Question 35
Section 1A retailer wants a single model that can answer questions about a product image, a written review, and an audio voicemail in the same conversation. Which capability of Google's Gemini family makes this possible?
Correct answer: A
Explanation
Gemini’s multimodality lets one model handle different input types in the same conversation. It supports “native input of text, images, audio, and video in one model,” so it can answer about a product image, a written review, and an audio voicemail without switching systems.
Why each option is right or wrong
A. Multimodality - native input of text, images, audio, and video in one model
Google’s Gemini models are designed with native multimodal input, meaning a single model can process text, images, audio, and video together rather than requiring separate systems. That directly fits the retailer’s use case because the conversation combines a product image, a written review, and an audio voicemail in one interaction, which is exactly the kind of cross-modal input Gemini is built to handle.

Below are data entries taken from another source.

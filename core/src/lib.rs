pub mod models;
pub mod store;

pub use models::{JobDocument, JobStatus, Schedule};
pub use store::{JobRef, JobStore, SessionDirs, StoreError, WaitingJob};

/// Timestamp format written into job documents and result records.
pub const TIMESTAMP_FORMAT: &str = "%Y-%m-%d %H:%M:%S";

B. Federated personalization across user devices
Federated personalization focuses on adapting models across devices, not jointly understanding image, text, and audio inputs.
C. Quantization-aware training for on-device inference
Quantization-aware training is a model optimization technique for efficient deployment, not a cross-media understanding capability.
D. Symbolic reasoning over a knowledge graph
Symbolic reasoning over knowledge graphs concerns structured logic, not native processing of mixed media in one model.